In Las Vegas, Stellantis announced its intention to create an independent software division called Mobilisights. The latter will distribute your data under license to many customers, including Stellantis’ competitors. “By building our own software suite, we can use data more effectively,” Carlos Tavares told a packed house. This division could generate part of the 20 billion euros of revenue that the group expects to obtain from software activities in 2030.
Cars operated by Google
Other manufacturers have opted for an opposite strategy to that of Stellantis. In the Google pavilion, entirely dedicated to the Android operating system, two cars stand out. These are a BMW i7, which uses Google apps including Maps and Assistant, and a Volvo EX90, which still relies a bit more on Google for its software.
“What Volvo does is use the Android platform and build its own entertainment and information system on top of it,” said a spokeswoman. Volvo customers can log into their Google account from their car’s tablet. Which gives them access to your saved locations, voice assistant, contacts, music playlists and more.
For the California tech giant, that means getting more and more access to consumer data. “We want to be where our users are, where they spend their time, and the car is becoming an increasingly connected object,” says “Echos” Eric Kay, vice president of engineering for Mountain View Group.
Google isn’t the only tech giant with a keen interest in the automotive sector. Amazon is also present at the part of CES dedicated to transport. Its Alexa voice recognition software notably powers electric cars from Lucid, a Tesla competitor that has so far produced only a few thousand vehicles.
a historic choice
With the rise of new manufacturers, including Tesla, which integrated software into its strategy early on, automakers face a fundamental choice: retain control over their software or turn to the tech giants.
“Historically, some companies are more integrated than others,” said BCG automotive expert Thomas Weber. “They want to maintain control of these technologies, even if it takes a lot of internal resources and a lot of time. »
Other builders “want to be fast, first to market”, continues the consultant. This is the case with Volvo, for example. In this case, “it’s impossible to develop everything alone, so they turn to Android, Google Play or Apple CarPlay. »
Compromise solutions are also possible. “There are companies that choose to retain ownership of their operating system, but hand over application management to large technology companies,” such as BMW. Whichever solution is chosen, “these are really strategic choices for car manufacturers,” says Thomas Weber.
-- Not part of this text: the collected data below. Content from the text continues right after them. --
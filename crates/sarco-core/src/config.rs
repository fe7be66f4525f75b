//! Protocol configuration and deadline-window arithmetic

use serde::{Deserialize, Serialize};

use crate::types::Timestamp;
use crate::{
    DEFAULT_CURSED_BOND_PERCENTAGE, DEFAULT_EMBALMER_CLAIM_WINDOW, DEFAULT_EXPIRATION_THRESHOLD,
    DEFAULT_GRACE_PERIOD, DEFAULT_PROTOCOL_FEE_BASE_PERCENTAGE, PERCENTAGE_DIVISOR,
};

/// Admin-tunable protocol parameters
#[derive(Debug, Clone, Copy, PartialEq, Eq, Serialize, Deserialize)]
pub struct ProtocolConfig {
    /// Seconds past the resurrection deadline during which custodians may
    /// still publish their key
    pub grace_period: u64,

    /// Seconds past the grace period during which only the embalmer may
    /// claim a clean sweep; afterwards the admin is the backstop
    pub embalmer_claim_window: u64,

    /// Seconds a negotiated creation-time remains valid
    pub expiration_threshold: u64,

    /// Protocol fee in basis points of total digging fees
    pub protocol_fee_base_percentage: u32,

    /// Cursed bond in basis points of the committed digging fee
    pub cursed_bond_percentage: u32,
}

impl Default for ProtocolConfig {
    fn default() -> Self {
        Self {
            grace_period: DEFAULT_GRACE_PERIOD,
            embalmer_claim_window: DEFAULT_EMBALMER_CLAIM_WINDOW,
            expiration_threshold: DEFAULT_EXPIRATION_THRESHOLD,
            protocol_fee_base_percentage: DEFAULT_PROTOCOL_FEE_BASE_PERCENTAGE,
            cursed_bond_percentage: DEFAULT_CURSED_BOND_PERCENTAGE,
        }
    }
}

impl ProtocolConfig {
    /// Protocol fee owed on a total digging-fee amount (rounds down)
    pub fn protocol_fee(&self, total_digging_fees: u128) -> u128 {
        total_digging_fees * self.protocol_fee_base_percentage as u128 / PERCENTAGE_DIVISOR
    }

    /// Bond amount locked for a committed digging fee (rounds down)
    pub fn cursed_bond(&self, digging_fee: u128) -> u128 {
        digging_fee * self.cursed_bond_percentage as u128 / PERCENTAGE_DIVISOR
    }

    /// End of the publication window for a deadline
    pub fn publish_window_end(&self, resurrection_time: Timestamp) -> Timestamp {
        resurrection_time.saturating_add(self.grace_period)
    }

    /// End of the embalmer's exclusive clean window for a deadline
    pub fn embalmer_claim_end(&self, resurrection_time: Timestamp) -> Timestamp {
        self.publish_window_end(resurrection_time)
            .saturating_add(self.embalmer_claim_window)
    }
}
Vendors and startups get involved
Manufacturers and Gafam aren’t the only ones grappling with this lucrative market. Vendors and several startups are also honing their guns to sell their software. French equipment manufacturer Valeo, for example, already offers driver assistance systems that include a software component.
But he doesn’t intend to stop there: he wants to increase his sales in information and entertainment software – the part of the car that is in direct contact with the driver. “Our goal is to increase sales in this segment from 1.2 billion in 2021 to more than 2 billion in 2025”, recalls the French equipment manufacturer in a press release.
“We are in an ecosystem that is changing a lot with the arrival of software”, explains Karine Paulini, who heads the business development at Sonatus, a startup specialized in the sector. “There are manufacturers that are recruiting developers, pure players like us and suppliers that are looking for their place in all of this. »
The picture is complicated by the fact that there are several layers of software on the same vehicle, which manufacturers sometimes entrust to different partners. “Nothing is fixed, it moves a lot”, continues the latter. For manufacturers, the rise of software means they can continue to sell customer enhancements after the sale anyway. A golden business model that justifies this fierce struggle.